Conclusion
SY-005 doses of 50 and 100 μg/kg were detectable and subsequently cleared from the plasma in severe COVID-19 patients with normal baseline renal function. There was no significant plasma SY-005 accumulation 6 h after drug administration and coagulation was not altered during 7 days of treatment. Clinical trials Registration: This study was registered with ClinicalTrials.gov (NCT04748757, first posted on 10 February 2021).
Methods
This was a pilot randomized, double-blind, placebo-controlled trial. Severe COVID-19 patients were randomly assigned to receive intravenous 50 μg/kg (low dose, n = 3), 100 μg/kg (high dose, n = 5) of SY-005 or placebo (n = 5) every 12 h for 7 days. Plasma SY-005 levels were assessed using enzyme-linked immunosorbent assay (ELISA) and the PK parameters were determined using non-compartmental analysis.
Objective
Annexin A5 is a phosphatidylserine binding protein with anti-inflammatory, anticoagulant and anti-apoptotic properties.

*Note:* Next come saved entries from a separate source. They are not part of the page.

// Shared fixtures for unit tests: a tiny HTTP/1.1 server and an in-memory fetcher.

use std::collections::HashMap;
use std::net::SocketAddr;
use std::path::{Path, PathBuf};
use std::sync::{Arc, Mutex};

use async_trait::async_trait;
use sha1::{Digest, Sha1};
use tokio::io::{AsyncReadExt, AsyncWriteExt};
use tokio::net::{TcpListener, TcpStream};

use crate::core::downloader::{ArtifactFetcher, FetchOutcome, FetchRequest};
use crate::core::error::{LauncherError, LauncherResult};

pub fn temp_dir(label: &str) -> PathBuf {
    let dir = std::env::temp_dir().join(format!("sheihu-{label}-{}", uuid::Uuid::new_v4()));
    std::fs::create_dir_all(&dir).unwrap();
    dir
}

pub fn sha1_hex(bytes: &[u8]) -> String {
    let mut hasher = Sha1::new();
    hasher.update(bytes);
    hex::encode(hasher.finalize())
}

/// Build an in-memory zip from `(name, contents)` pairs; names ending in `/` are directories.
pub fn zip_bytes(entries: &[(&str, &[u8])]) -> Vec<u8> {
    use std::io::Write;

    let mut writer = zip::ZipWriter::new(std::io::Cursor::new(Vec::new()));
    let options = zip::write::SimpleFileOptions::default();
    for (name, contents) in entries {
        if name.ends_with('/') {
            writer.add_directory(*name, options).unwrap();
        } else {
            writer.start_file(*name, options).unwrap();
            writer.write_all(contents).unwrap();
        }
    }
    writer.finish().unwrap().into_inner()
}

#[derive(Debug, Clone)]
pub struct MockResponse {
    status: u16,
    headers: Vec<(String, String)>,
    body: Vec<u8>,
    declared_len: Option<usize>,
}

impl MockResponse {
    pub fn ok(body: Vec<u8>) -> Self {
        Self {
            status: 200,
            headers: Vec::new(),
            body,
            declared_len: None,
        }
    }

    pub fn json(value: &serde_json::Value) -> Self {
        let mut response = Self::ok(serde_json::to_vec(value).unwrap());
        response
            .headers
            .push(("Content-Type".into(), "application/json".into()));
        response
    }

    pub fn redirect(status: u16, location: &str) -> Self {
        Self {
            status,
            headers: vec![("Location".into(), location.into())],
            body: Vec::new(),
            declared_len: None,
        }
    }

    pub fn status(status: u16) -> Self {
        Self {
            status,
            headers: Vec::new(),
            body: Vec::new(),
            declared_len: None,
        }
    }

    /// Sends `body` but announces `declared_len` bytes, then closes the connection.
    pub fn truncated(body: Vec<u8>, declared_len: usize) -> Self {
        Self {
            status: 200,
            headers: Vec::new(),
            body,
            declared_len: Some(declared_len),
        }
    }
}

#[derive(Default)]
struct ServerState {
    routes: HashMap<String, MockResponse>,
    requests: Vec<String>,
}

/// Minimal HTTP server bound to localhost; unknown paths answer 404.
pub struct MockServer {
    addr: SocketAddr,
    state: Arc<Mutex<ServerState>>,
    task: tokio::task::JoinHandle<()>,
}

impl MockServer {
    pub async fn start() -> Self {
        let listener = TcpListener::bind("127.0.0.1:0").await.unwrap();
        let addr = listener.local_addr().unwrap();
        let state = Arc::new(Mutex::new(ServerState::default()));

        let shared = state.clone();
        let task = tokio::spawn(async move {
            while let Ok((stream, _)) = listener.accept().await {
                let shared = shared.clone();
                tokio::spawn(async move {
                    let _ = serve_connection(stream, shared).await;
                });
            }
        });

        Self { addr, state, task }
    }

    pub fn url(&self, path: &str) -> String {
        format!("http://{}{}", self.addr, path)
    }

    pub fn route(&self, path: &str, response: MockResponse) {
        self.state
            .lock()
            .unwrap()
            .routes
            .insert(path.to_string(), response);
    }

    /// Paths requested so far, in arrival order.
    pub fn requests(&self) -> Vec<String> {
        self.state.lock().unwrap().requests.clone()
    }

    pub fn hits(&self, path: &str) -> usize {
        self.requests().iter().filter(|p| p.as_str() == path).count()
    }
}

impl Drop for MockServer {
    fn drop(&mut self) {
        self.task.abort();
    }
}

async fn serve_connection(
    mut stream: TcpStream,
    state: Arc<Mutex<ServerState>>,
) -> std::io::Result<()> {
    let mut head = Vec::new();
    let mut buf = [0_u8; 1024];
    while !head.windows(4).any(|w| w == b"\r\n\r\n") {
        let n = stream.read(&mut buf).await?;
        if n == 0 {
            return Ok(());
        }
        head.extend_from_slice(&buf[..n]);
    }

    let head = String::from_utf8_lossy(&head);
    let path = head
        .lines()
        .next()
        .and_then(|line| line.split_whitespace().nth(1))
        .unwrap_or("/")
        .to_string();

    let response = {
        let mut state = state.lock().unwrap();
        state.requests.push(path.clone());
        state
            .routes
            .get(&path)
            .cloned()
            .unwrap_or_else(|| MockResponse::status(404))
    };

    let reason = match response.status {
        200 => "OK",
        301 => "Moved Permanently",
        302 => "Found",
        307 => "Temporary Redirect",
        308 => "Permanent Redirect",
        404 => "Not Found",
        500 => "Internal Server Error",
        _ => "Unknown",
    };

    let mut out = format!("HTTP/1.1 {} {}\r\n", response.status, reason);
    let content_length = response.declared_len.unwrap_or(response.body.len());
    out.push_str(&format!("Content-Length: {content_length}\r\n"));
    out.push_str("Connection: close\r\n");
    for (name, value) in &response.headers {
        out.push_str(&format!("{name}: {value}\r\n"));
    }
    out.push_str("\r\n");

    stream.write_all(out.as_bytes()).await?;
    stream.write_all(&response.body).await?;
    stream.flush().await?;
    stream.shutdown().await
}

/// In-memory fetcher recording every call; unknown URLs fail with HTTP 404.
#[derive(Default)]
pub struct RecordingFetcher {
    texts: Mutex<HashMap<String, String>>,
    files: Mutex<HashMap<String, Vec<u8>>>,
    calls: Mutex<Vec<String>>,
}

impl RecordingFetcher {
    pub fn new() -> Self {
        Self::default()
    }

    pub fn text(&self, url: &str, body: impl Into<String>) {
        self.texts.lock().unwrap().insert(url.to_string(), body.into());
    }

    pub fn json(&self, url: &str, value: &serde_json::Value) {
        self.text(url, value.to_string());
    }

    pub fn file(&self, url: &str, body: impl Into<Vec<u8>>) {
        self.files.lock().unwrap().insert(url.to_string(), body.into());
    }

    pub fn calls(&self) -> Vec<String> {
        self.calls.lock().unwrap().clone()
    }

    pub fn calls_to(&self, url: &str) -> usize {
        self.calls().iter().filter(|c| c.as_str() == url).count()
    }

    pub fn reset_calls(&self) {
        self.calls.lock().unwrap().clear();
    }

    fn not_found(url: &str) -> LauncherError {
        LauncherError::HttpStatus {
            url: url.to_string(),
            status: 404,
            reason: "Not Found".into(),
        }
    }
}

#[async_trait]
impl ArtifactFetcher for RecordingFetcher {
    async fn fetch(&self, request: FetchRequest<'_>) -> LauncherResult<FetchOutcome> {
        self.calls.lock().unwrap().push(request.url.to_string());
        if request.dest.exists() {
            return Ok(FetchOutcome::AlreadyPresent);
        }

        let body = self
            .files
            .lock()
            .unwrap()
            .get(request.url)
            .cloned()
            .ok_or_else(|| Self::not_found(request.url))?;

        write_file(request.dest, &body);
        if let Some(on_progress) = request.on_progress {
            on_progress(100.0);
        }
        Ok(FetchOutcome::Downloaded)
    }

    async fn fetch_text(&self, url: &str) -> LauncherResult<String> {
        self.calls.lock().unwrap().push(url.to_string());
        self.texts
            .lock()
            .unwrap()
            .get(url)
            .cloned()
            .ok_or_else(|| Self::not_found(url))
    }
}

pub fn write_file(path: &Path, contents: &[u8]) {
    if let Some(parent) = path.parent() {
        std::fs::create_dir_all(parent).unwrap();
    }
    std::fs::write(path, contents).unwrap();
}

Preclinical studies have shown that annexin A5 inhibits pro-inflammatory responses and improves organ function and survival in rodent models of sepsis. This clinical trial aimed to evaluate the pharmacokinetic (PK) properties of the recombinant human annexin A5 (SY-005) in severe COVID-19.
Results
All patients treated with SY-005 had a normal baseline estimated glomerular filtration rate (eGFR, 104-125 mL/min/1.73 m2). Both low and high doses of SY-005 were cleared within 6 h after intravenous administration. Plasma maximum concentrations (Cmax), half-life, clearance and volume distribution of low and high doses of SY-005 were 402.4 and 848.9 ng/mL, 0.92 and 0.96 h, 7.52 and 15.19 L/h, and 9.98 and 20.79 L, respectively. Daily pre-dose circulating annexin A5 levels were not significantly different when SY-005 was administered at the low or the high dose 12-h intervals. There was no significant effect on activated partial thromboplastin time (aPTT) or INR (international normalized ratio of prothrombin time) during 7 days of SY-005 treatment.